Locate, in the data below, the line that contains "use std::sync::Mutex;" and the line that contains "pub fn advance_secs(&self, seconds: i64)"; reproduce exactly those two lines and every line between them, nothing more.
------------------------
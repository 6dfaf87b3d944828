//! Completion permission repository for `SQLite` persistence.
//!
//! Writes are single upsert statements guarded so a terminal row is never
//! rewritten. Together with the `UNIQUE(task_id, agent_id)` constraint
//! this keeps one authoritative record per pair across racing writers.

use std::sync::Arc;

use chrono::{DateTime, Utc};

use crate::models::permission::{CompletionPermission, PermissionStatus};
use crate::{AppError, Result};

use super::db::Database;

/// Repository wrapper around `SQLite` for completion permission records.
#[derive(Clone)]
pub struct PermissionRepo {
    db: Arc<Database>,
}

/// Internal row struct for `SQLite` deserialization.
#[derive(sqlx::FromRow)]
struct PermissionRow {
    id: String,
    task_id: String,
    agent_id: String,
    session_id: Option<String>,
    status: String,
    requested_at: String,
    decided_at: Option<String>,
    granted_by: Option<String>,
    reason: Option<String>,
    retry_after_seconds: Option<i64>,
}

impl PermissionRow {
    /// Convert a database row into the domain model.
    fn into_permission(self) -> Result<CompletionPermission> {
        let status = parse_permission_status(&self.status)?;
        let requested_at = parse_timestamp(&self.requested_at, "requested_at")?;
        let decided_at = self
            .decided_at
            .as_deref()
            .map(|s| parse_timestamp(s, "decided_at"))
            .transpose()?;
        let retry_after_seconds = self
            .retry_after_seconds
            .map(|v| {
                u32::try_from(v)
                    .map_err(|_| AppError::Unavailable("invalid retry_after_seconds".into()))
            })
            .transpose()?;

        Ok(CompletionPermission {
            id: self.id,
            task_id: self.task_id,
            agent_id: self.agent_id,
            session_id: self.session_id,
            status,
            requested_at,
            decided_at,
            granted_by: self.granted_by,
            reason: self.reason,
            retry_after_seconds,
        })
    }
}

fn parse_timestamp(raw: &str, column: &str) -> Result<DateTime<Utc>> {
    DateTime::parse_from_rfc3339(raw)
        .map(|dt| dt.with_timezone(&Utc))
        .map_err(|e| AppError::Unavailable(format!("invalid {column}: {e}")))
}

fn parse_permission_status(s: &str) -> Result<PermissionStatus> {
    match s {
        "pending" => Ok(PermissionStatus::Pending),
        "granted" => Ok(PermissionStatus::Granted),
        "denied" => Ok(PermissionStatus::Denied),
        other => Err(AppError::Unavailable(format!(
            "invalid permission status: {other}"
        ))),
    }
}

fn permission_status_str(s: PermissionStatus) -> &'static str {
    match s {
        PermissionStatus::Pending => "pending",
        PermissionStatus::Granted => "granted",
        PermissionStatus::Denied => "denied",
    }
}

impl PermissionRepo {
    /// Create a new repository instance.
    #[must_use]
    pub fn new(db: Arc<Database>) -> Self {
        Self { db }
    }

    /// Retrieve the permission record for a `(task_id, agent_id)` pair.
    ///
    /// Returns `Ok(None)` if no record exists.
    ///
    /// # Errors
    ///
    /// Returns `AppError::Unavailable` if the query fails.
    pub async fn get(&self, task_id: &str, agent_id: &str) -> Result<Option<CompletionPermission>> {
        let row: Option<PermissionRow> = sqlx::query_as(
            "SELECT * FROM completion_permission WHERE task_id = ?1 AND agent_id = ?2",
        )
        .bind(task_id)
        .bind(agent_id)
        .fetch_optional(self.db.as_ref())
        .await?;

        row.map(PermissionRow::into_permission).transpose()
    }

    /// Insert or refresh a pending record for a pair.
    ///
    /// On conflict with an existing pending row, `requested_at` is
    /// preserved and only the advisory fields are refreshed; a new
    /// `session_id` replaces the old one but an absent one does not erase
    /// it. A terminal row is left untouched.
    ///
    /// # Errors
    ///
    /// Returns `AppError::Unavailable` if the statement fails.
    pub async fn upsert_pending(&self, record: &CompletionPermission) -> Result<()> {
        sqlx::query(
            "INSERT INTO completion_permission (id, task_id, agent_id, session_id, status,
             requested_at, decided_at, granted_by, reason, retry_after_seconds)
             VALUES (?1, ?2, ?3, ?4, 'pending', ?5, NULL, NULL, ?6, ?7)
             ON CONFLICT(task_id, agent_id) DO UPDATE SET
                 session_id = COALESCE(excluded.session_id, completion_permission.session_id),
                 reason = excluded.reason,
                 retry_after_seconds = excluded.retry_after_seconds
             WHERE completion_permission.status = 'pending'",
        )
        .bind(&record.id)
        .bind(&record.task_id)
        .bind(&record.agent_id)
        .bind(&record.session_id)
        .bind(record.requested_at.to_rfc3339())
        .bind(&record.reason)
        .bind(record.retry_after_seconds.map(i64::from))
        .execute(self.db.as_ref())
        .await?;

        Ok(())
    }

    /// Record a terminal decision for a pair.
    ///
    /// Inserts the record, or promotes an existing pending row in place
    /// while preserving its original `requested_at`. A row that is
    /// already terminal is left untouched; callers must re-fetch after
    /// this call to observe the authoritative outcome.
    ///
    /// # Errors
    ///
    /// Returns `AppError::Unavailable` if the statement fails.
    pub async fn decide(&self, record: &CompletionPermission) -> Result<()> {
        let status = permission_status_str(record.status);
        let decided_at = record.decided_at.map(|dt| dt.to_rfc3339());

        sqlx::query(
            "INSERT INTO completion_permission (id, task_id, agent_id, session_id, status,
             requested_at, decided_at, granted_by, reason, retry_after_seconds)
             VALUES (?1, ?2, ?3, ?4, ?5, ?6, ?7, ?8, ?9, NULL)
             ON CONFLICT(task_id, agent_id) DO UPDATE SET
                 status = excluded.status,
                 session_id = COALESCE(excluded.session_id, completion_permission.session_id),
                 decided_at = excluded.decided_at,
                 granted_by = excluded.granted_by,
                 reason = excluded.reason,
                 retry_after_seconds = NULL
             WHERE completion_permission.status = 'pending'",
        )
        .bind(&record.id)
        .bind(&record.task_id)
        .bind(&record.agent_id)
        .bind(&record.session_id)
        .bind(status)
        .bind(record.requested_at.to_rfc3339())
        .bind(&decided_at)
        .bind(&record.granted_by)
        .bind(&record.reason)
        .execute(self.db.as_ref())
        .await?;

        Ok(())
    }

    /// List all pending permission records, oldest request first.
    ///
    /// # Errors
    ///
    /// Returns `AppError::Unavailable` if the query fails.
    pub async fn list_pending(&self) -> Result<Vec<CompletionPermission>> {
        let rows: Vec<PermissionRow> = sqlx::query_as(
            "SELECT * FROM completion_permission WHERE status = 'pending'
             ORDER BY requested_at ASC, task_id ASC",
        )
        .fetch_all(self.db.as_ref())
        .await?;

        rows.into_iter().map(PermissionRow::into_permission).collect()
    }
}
------------------------
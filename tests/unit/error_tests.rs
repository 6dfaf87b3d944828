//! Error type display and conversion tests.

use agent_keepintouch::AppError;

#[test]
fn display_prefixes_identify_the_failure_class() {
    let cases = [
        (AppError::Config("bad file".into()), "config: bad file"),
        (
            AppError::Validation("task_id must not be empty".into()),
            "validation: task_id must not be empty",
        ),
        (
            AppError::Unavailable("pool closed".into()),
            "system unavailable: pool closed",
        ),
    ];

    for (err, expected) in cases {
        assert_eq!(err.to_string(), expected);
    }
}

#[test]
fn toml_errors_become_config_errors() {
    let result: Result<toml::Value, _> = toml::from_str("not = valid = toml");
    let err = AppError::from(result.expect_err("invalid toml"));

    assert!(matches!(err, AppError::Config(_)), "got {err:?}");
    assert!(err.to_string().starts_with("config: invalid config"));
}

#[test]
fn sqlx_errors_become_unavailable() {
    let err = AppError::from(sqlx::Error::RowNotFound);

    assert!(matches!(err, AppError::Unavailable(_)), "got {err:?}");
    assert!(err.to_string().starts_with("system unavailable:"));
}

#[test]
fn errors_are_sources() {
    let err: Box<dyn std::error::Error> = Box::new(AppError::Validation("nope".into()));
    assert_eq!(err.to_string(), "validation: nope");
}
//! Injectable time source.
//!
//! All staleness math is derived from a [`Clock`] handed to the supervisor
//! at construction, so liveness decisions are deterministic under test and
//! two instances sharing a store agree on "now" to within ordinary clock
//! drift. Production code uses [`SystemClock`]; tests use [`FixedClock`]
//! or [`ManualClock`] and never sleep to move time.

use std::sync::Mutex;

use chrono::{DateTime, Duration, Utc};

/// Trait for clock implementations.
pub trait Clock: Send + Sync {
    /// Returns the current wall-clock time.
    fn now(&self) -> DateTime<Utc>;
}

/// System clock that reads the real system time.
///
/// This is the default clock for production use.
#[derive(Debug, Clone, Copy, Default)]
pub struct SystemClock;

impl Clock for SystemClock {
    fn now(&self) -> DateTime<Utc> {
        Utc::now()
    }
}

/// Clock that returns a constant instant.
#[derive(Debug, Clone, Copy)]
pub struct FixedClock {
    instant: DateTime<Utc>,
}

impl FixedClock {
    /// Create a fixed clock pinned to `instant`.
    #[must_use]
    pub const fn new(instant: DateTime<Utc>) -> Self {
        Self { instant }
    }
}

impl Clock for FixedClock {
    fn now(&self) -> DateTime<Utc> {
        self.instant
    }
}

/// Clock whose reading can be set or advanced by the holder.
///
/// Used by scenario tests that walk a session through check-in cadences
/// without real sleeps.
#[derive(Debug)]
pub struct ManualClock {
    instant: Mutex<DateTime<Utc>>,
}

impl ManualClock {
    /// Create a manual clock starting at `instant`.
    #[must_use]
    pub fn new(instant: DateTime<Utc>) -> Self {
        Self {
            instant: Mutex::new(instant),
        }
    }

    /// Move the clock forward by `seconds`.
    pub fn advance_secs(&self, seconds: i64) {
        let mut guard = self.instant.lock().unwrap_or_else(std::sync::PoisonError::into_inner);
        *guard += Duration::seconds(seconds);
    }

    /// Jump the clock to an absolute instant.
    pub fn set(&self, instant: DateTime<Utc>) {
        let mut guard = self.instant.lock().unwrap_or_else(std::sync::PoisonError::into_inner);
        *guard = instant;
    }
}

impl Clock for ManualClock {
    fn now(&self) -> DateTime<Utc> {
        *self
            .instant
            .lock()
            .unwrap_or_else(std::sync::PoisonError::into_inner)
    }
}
------------------------
▸ Solution for this exercise
use std::sync::Mutex;

use chrono::{DateTime, Duration, Utc};

/// Trait for clock implementations.
pub trait Clock: Send + Sync {
    /// Returns the current wall-clock time.
    fn now(&self) -> DateTime<Utc>;
}

/// System clock that reads the real system time.
///
/// This is the default clock for production use.
#[derive(Debug, Clone, Copy, Default)]
pub struct SystemClock;

impl Clock for SystemClock {
    fn now(&self) -> DateTime<Utc> {
        Utc::now()
    }
}

/// Clock that returns a constant instant.
#[derive(Debug, Clone, Copy)]
pub struct FixedClock {
    instant: DateTime<Utc>,
}

impl FixedClock {
    /// Create a fixed clock pinned to `instant`.
    #[must_use]
    pub const fn new(instant: DateTime<Utc>) -> Self {
        Self { instant }
    }
}

impl Clock for FixedClock {
    fn now(&self) -> DateTime<Utc> {
        self.instant
    }
}

/// Clock whose reading can be set or advanced by the holder.
///
/// Used by scenario tests that walk a session through check-in cadences
/// without real sleeps.
#[derive(Debug)]
pub struct ManualClock {
    instant: Mutex<DateTime<Utc>>,
}

impl ManualClock {
    /// Create a manual clock starting at `instant`.
    #[must_use]
    pub fn new(instant: DateTime<Utc>) -> Self {
        Self {
            instant: Mutex::new(instant),
        }
    }

    /// Move the clock forward by `seconds`.
    pub fn advance_secs(&self, seconds: i64) {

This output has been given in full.